Other experts don't expect major economic harm from higher taxes.

"Unquestionably, people will undergo a reasonable amount of tax avoidance in response to higher taxes," says Ben Harris, a senior research associate at the Brookings Institution, a Washington think tank. But he doesn't expect tax avoidance to be "so drastic that tax collections will decrease dramatically or that people will take a lower salary or stop investing."

Harvard economist Raj Chetty's estimates of long-term tax avoidance are not far from Carroll's: a 3 percent income drop for every 10 percentage point rise in tax rates. But he doesn't find that such avoidance causes broad problems.

"People have overstated the cost of raising taxes on the rich," he says. "The net effect is simply too small to show up in the economy.... GM will not produce fewer cars. Microsoft will not produce less software. Although CEOs might reclassify some income, this doesn't affect the GDP [gross domestic product]," Mr. Chetty says.

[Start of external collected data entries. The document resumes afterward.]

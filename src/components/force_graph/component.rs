use std::cell::RefCell;
use std::rc::Rc;

use leptos::prelude::*;
use log::{debug, warn};
use wasm_bindgen::prelude::*;
use web_sys::{CanvasRenderingContext2d, HtmlCanvasElement, MouseEvent, WheelEvent, Window};

use super::render;
use super::state::ForceGraphState;
use super::types::{CanvasStyle, ForceGraphHandle, GraphData};

const FRAME_DT: f32 = 0.016;

fn window_size(window: &Window) -> Option<(f64, f64)> {
	Some((
		window.inner_width().ok()?.as_f64()?,
		window.inner_height().ok()?.as_f64()?,
	))
}

fn local_position(canvas_ref: NodeRef<leptos::html::Canvas>, ev: &MouseEvent) -> Option<(f64, f64)> {
	let canvas: HtmlCanvasElement = canvas_ref.get()?.into();
	let rect = canvas.get_bounding_client_rect();
	Some((
		ev.client_x() as f64 - rect.left(),
		ev.client_y() as f64 - rect.top(),
	))
}

fn request_frame(cb: &Closure<dyn FnMut()>) {
	if let Some(window) = web_sys::window() {
		let _ = window.request_animation_frame(cb.as_ref().unchecked_ref());
	}
}

#[component]
pub fn ForceGraphCanvas(
	#[prop(into)] data: Signal<GraphData>,
	#[prop(optional)] handle: ForceGraphHandle,
	#[prop(default = false)] fullscreen: bool,
	#[prop(default = None)] width: Option<f64>,
	#[prop(default = None)] height: Option<f64>,
	#[prop(into, default = "#1a1a2e".into())] background: String,
	#[prop(into, default = "rgba(200, 200, 200, 0.5)".into())] link_color: String,
	#[prop(default = 1.0)] link_width: f64,
	#[prop(default = 4.0)] node_rel_size: f64,
	#[prop(default = false)] grid: bool,
	#[prop(optional, into)] on_node_hover: Option<Callback<Option<String>>>,
	#[prop(optional, into)] on_node_right_click: Option<Callback<String>>,
	#[prop(optional, into)] on_engine_stop: Option<Callback<()>>,
) -> impl IntoView {
	let canvas_ref = NodeRef::<leptos::html::Canvas>::new();
	let state: Rc<RefCell<Option<ForceGraphState>>> = Rc::new(RefCell::new(None));
	let animate: Rc<RefCell<Option<Closure<dyn FnMut()>>>> = Rc::new(RefCell::new(None));
	let resize_cb: Rc<RefCell<Option<Closure<dyn FnMut()>>>> = Rc::new(RefCell::new(None));
	let (state_init, animate_init, resize_cb_init) =
		(state.clone(), animate.clone(), resize_cb.clone());
	let style = CanvasStyle {
		background,
		link_color,
		link_width,
		node_rel_size,
		grid,
	};

	Effect::new(move |_| {
		let Some(canvas) = canvas_ref.get() else {
			return;
		};
		let canvas: HtmlCanvasElement = canvas.into();
		if state_init.borrow().is_some() {
			return;
		}
		let Some(window) = web_sys::window() else {
			warn!("No window; force graph not started");
			return;
		};

		let (w, h) = if fullscreen {
			window_size(&window).unwrap_or((800.0, 600.0))
		} else {
			(
				width.unwrap_or_else(|| {
					canvas
						.parent_element()
						.map(|p| p.client_width() as f64)
						.unwrap_or(800.0)
				}),
				height.unwrap_or_else(|| {
					canvas
						.parent_element()
						.map(|p| p.client_height() as f64)
						.unwrap_or(600.0)
				}),
			)
		};
		canvas.set_width(w as u32);
		canvas.set_height(h as u32);

		let Some(ctx) = canvas
			.get_context("2d")
			.ok()
			.flatten()
			.and_then(|c| c.dyn_into::<CanvasRenderingContext2d>().ok())
		else {
			warn!("Canvas 2d context unavailable");
			return;
		};
		*state_init.borrow_mut() = Some(ForceGraphState::new(
			&data.get_untracked(),
			handle.forces.get_untracked(),
			style.node_rel_size,
			w,
			h,
		));

		if fullscreen {
			let (state_resize, canvas_resize) = (state_init.clone(), canvas.clone());
			*resize_cb_init.borrow_mut() = Some(Closure::new(move || {
				let Some((nw, nh)) = web_sys::window().as_ref().and_then(window_size) else {
					return;
				};
				canvas_resize.set_width(nw as u32);
				canvas_resize.set_height(nh as u32);
				if let Some(ref mut s) = *state_resize.borrow_mut() {
					s.resize(nw, nh);
				}
			}));
			if let Some(ref cb) = *resize_cb_init.borrow() {
				let _ =
					window.add_event_listener_with_callback("resize", cb.as_ref().unchecked_ref());
			}
		}

		let (state_anim, animate_inner, style) = (state_init.clone(), animate_init.clone(), style.clone());
		*animate_init.borrow_mut() = Some(Closure::new(move || {
			let stopped = match *state_anim.borrow_mut() {
				Some(ref mut s) => {
					let stopped = s.tick(FRAME_DT);
					render::render(s, &style, &ctx);
					stopped
				}
				None => false,
			};
			if stopped {
				debug!("Simulation settled");
				if let Some(cb) = on_engine_stop {
					cb.run(());
				}
			}
			if let Some(ref cb) = *animate_inner.borrow() {
				request_frame(cb);
			}
		}));
		if let Some(ref cb) = *animate_init.borrow() {
			request_frame(cb);
		}
	});

	let state_data = state.clone();
	Effect::new(move |_| {
		data.with(|d| {
			if let Some(ref mut s) = *state_data.borrow_mut() {
				s.set_data(d);
			}
		});
	});

	let state_forces = state.clone();
	Effect::new(move |_| {
		handle.forces.with(|f| {
			if let Some(ref mut s) = *state_forces.borrow_mut() {
				s.set_settings(f);
			}
		});
	});

	let state_reheat = state.clone();
	Effect::new(move |_| {
		handle.reheat.track();
		if let Some(ref mut s) = *state_reheat.borrow_mut() {
			s.reheat();
		}
	});

	let state_fit = state.clone();
	Effect::new(move |_| {
		let Some(padding) = handle.fit.get() else {
			return;
		};
		if let Some(ref mut s) = *state_fit.borrow_mut() {
			s.zoom_to_fit(padding);
		}
	});

	let state_md = state.clone();
	let on_mousedown = move |ev: MouseEvent| {
		let Some((x, y)) = local_position(canvas_ref, &ev) else {
			return;
		};
		// right button is handled by contextmenu
		if ev.button() == 2 {
			return;
		}

		if let Some(ref mut s) = *state_md.borrow_mut() {
			if let Some(idx) = s.node_at_position(x, y) {
				s.drag.active = true;
				s.drag.node_idx = Some(idx);
				s.drag.start_x = x;
				s.drag.start_y = y;
				s.graph.visit_nodes(|node| {
					if node.index() == idx {
						s.drag.node_start_x = node.x();
						s.drag.node_start_y = node.y();
					}
				});
			} else {
				s.pan.active = true;
				s.pan.start_x = x;
				s.pan.start_y = y;
				s.pan.transform_start_x = s.transform.x;
				s.pan.transform_start_y = s.transform.y;
			}
		}
	};

	let state_mm = state.clone();
	let on_mousemove = move |ev: MouseEvent| {
		let Some((x, y)) = local_position(canvas_ref, &ev) else {
			return;
		};

		let hovered = {
			let mut guard = state_mm.borrow_mut();
			let Some(s) = guard.as_mut() else {
				return;
			};
			let mut hovered = None;
			if !s.drag.active {
				let idx = s.node_at_position(x, y);
				if s.set_hover(idx) {
					hovered = Some(idx.and_then(|i| s.node_id(i)));
				}
			}

			if s.drag.active {
				if let Some(idx) = s.drag.node_idx {
					let (dx, dy) = (
						(x - s.drag.start_x) / s.transform.k,
						(y - s.drag.start_y) / s.transform.k,
					);
					let (nx, ny) = (
						s.drag.node_start_x + dx as f32,
						s.drag.node_start_y + dy as f32,
					);
					s.graph.visit_nodes_mut(|node| {
						if node.index() == idx {
							node.data.x = nx;
							node.data.y = ny;
							node.data.is_anchor = true;
						}
					});
				}
			} else if s.pan.active {
				s.transform.x = s.pan.transform_start_x + (x - s.pan.start_x);
				s.transform.y = s.pan.transform_start_y + (y - s.pan.start_y);
			}
			hovered
		};

		if let (Some(id), Some(cb)) = (hovered, on_node_hover) {
			cb.run(id);
		}
	};

	let state_mu = state.clone();
	let on_mouseup = move |_: MouseEvent| {
		if let Some(ref mut s) = *state_mu.borrow_mut() {
			s.drag.active = false;
			s.drag.node_idx = None;
			s.pan.active = false;
		}
	};

	let state_ml = state.clone();
	let on_mouseleave = move |_: MouseEvent| {
		let changed = match *state_ml.borrow_mut() {
			Some(ref mut s) => {
				s.drag.active = false;
				s.drag.node_idx = None;
				s.pan.active = false;
				s.set_hover(None)
			}
			None => false,
		};
		if let (true, Some(cb)) = (changed, on_node_hover) {
			cb.run(None);
		}
	};

	let state_cm = state.clone();
	let on_contextmenu = move |ev: MouseEvent| {
		ev.prevent_default();
		let Some((x, y)) = local_position(canvas_ref, &ev) else {
			return;
		};
		let id = state_cm
			.borrow()
			.as_ref()
			.and_then(|s| s.node_at_position(x, y).and_then(|idx| s.node_id(idx)));
		if let (Some(id), Some(cb)) = (id, on_node_right_click) {
			debug!("Right-clicked {id}");
			cb.run(id);
		}
	};

	let state_wh = state.clone();
	let on_wheel = move |ev: WheelEvent| {
		ev.prevent_default();
		let Some((x, y)) = local_position(canvas_ref, &ev) else {
			return;
		};

		if let Some(ref mut s) = *state_wh.borrow_mut() {
			let factor = if ev.delta_y() > 0.0 { 0.9 } else { 1.1 };
			let new_k = (s.transform.k * factor).clamp(0.1, 10.0);
			let ratio = new_k / s.transform.k;
			s.transform.x = x - (x - s.transform.x) * ratio;
			s.transform.y = y - (y - s.transform.y) * ratio;
			s.transform.k = new_k;
		}
	};

	view! {
		<canvas
			node_ref=canvas_ref
			class="force-graph-canvas"
			on:mousedown=on_mousedown
			on:mousemove=on_mousemove
			on:mouseup=on_mouseup
			on:mouseleave=on_mouseleave
			on:contextmenu=on_contextmenu
			on:wheel=on_wheel
			style="display: block; cursor: grab;"
		/>
	}
}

What's more, the highest marginal tax rate proposed by the Obama administration still pales in comparison with earlier top rates, some experts note. For instance, in 1944 and 1945, the top federal rate was a whopping 94 percent. Between 1971 and 1980, the highest federal rate stood at 70 percent, according to the Internal Revenue Service.

Average tax rates headed up

Of course, these marginal rates don't reflect the rate high earners pay on all their income. The more telling number is their average tax rate.

"Right now, the top 1 percent of taxpayers probably pay about a 27 to 28 percent average federal tax rate" versus the current 35 percent marginal tax rate, Mr. Giertz says. That average rate could rise to 34 or 35 percent if the Obama tax plan goes through and new Medicare taxes take effect in 2013 under the recently passed health-care law.

Add in-state and local taxes, and the "average tax rate on the top 1 percent of taxpayers could hit about 50 percent," even without the new health-care taxes, says Giertz. The rate would be even higher in high-tax districts like New York City and lower in places with no state income taxes, such as Texas.

Even these rates aren't horrific compared with some levels in the past. If the Obama plan passes, Giertz says, the top 1 percent of taxpayers would be paying "a decent amount" less than they did in the 1960s and '70s.